**What is being asked:**
Scan the data below and report how many lines include the word "PackagingFailure". Nothing else is wanted.

(Collection entries)
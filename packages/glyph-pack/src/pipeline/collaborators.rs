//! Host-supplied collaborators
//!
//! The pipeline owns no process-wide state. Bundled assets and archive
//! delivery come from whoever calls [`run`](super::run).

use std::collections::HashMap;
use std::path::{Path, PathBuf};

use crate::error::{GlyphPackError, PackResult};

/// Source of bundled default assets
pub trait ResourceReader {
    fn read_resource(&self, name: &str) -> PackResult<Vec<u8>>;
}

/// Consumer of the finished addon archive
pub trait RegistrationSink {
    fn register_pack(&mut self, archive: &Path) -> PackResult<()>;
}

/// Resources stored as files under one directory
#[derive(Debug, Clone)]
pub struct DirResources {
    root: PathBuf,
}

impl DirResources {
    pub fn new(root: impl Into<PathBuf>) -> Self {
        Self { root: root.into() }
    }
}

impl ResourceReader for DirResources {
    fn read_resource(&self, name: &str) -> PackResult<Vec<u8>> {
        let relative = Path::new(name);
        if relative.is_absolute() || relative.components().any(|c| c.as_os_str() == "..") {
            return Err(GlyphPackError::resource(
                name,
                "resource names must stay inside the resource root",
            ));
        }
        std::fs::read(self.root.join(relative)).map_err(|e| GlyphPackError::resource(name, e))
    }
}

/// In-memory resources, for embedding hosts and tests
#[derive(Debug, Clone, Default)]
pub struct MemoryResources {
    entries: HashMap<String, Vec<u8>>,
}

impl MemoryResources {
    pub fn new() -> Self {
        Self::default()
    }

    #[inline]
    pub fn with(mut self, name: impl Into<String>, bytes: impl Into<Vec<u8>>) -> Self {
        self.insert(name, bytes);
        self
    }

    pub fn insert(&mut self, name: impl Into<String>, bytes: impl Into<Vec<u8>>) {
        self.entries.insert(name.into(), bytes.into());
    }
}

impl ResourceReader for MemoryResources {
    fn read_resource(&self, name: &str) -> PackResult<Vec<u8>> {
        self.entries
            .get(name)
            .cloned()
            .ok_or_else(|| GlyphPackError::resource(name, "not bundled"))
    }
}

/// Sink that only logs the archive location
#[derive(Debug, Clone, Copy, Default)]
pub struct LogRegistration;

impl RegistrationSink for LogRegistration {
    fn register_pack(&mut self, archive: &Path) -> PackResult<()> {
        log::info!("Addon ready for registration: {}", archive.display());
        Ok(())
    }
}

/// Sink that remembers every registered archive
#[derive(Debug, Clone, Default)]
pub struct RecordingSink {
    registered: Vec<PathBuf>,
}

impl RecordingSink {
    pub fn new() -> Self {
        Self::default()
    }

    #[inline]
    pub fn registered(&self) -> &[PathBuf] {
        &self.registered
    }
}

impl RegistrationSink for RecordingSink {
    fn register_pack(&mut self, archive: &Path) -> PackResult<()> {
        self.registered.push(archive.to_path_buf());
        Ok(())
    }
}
==
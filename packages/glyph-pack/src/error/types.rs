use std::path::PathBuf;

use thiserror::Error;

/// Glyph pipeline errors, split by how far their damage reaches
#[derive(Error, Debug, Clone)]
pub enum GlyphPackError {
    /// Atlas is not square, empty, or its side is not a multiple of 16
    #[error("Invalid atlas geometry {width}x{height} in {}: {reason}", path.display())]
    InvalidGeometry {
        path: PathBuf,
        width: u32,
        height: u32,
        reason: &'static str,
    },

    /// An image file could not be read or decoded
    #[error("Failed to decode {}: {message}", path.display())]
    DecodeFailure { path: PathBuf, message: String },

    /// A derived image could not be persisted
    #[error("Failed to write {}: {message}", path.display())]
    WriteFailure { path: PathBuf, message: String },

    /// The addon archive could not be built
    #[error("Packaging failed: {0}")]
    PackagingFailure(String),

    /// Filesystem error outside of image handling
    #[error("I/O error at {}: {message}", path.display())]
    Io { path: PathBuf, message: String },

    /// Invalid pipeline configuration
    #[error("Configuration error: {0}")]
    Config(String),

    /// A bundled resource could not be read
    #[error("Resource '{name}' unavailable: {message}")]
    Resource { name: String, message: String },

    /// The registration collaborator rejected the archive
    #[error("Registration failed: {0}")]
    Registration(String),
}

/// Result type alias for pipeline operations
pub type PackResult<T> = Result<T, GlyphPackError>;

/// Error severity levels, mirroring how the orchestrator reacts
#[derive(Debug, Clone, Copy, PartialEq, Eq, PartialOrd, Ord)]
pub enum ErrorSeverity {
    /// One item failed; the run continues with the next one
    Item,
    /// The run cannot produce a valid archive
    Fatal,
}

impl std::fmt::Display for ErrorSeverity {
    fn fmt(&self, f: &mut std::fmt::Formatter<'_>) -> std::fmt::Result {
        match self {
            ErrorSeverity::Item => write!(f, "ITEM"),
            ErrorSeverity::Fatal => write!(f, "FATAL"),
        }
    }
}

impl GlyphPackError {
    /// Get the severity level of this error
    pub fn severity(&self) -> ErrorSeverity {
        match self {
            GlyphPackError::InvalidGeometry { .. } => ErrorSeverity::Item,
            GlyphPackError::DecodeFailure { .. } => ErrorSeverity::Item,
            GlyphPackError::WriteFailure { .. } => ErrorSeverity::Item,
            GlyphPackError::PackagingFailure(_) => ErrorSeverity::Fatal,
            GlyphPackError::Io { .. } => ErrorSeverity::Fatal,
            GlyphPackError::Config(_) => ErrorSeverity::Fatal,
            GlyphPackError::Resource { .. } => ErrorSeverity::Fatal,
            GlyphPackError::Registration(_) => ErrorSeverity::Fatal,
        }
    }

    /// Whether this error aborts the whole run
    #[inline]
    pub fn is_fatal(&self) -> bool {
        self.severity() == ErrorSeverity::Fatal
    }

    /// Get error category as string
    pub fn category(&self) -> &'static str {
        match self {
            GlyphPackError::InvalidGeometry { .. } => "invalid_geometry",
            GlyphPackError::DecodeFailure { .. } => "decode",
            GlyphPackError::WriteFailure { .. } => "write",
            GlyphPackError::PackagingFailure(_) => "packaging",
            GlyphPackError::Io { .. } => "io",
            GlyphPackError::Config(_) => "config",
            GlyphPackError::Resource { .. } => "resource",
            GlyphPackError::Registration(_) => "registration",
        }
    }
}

**Solved exercise:**
3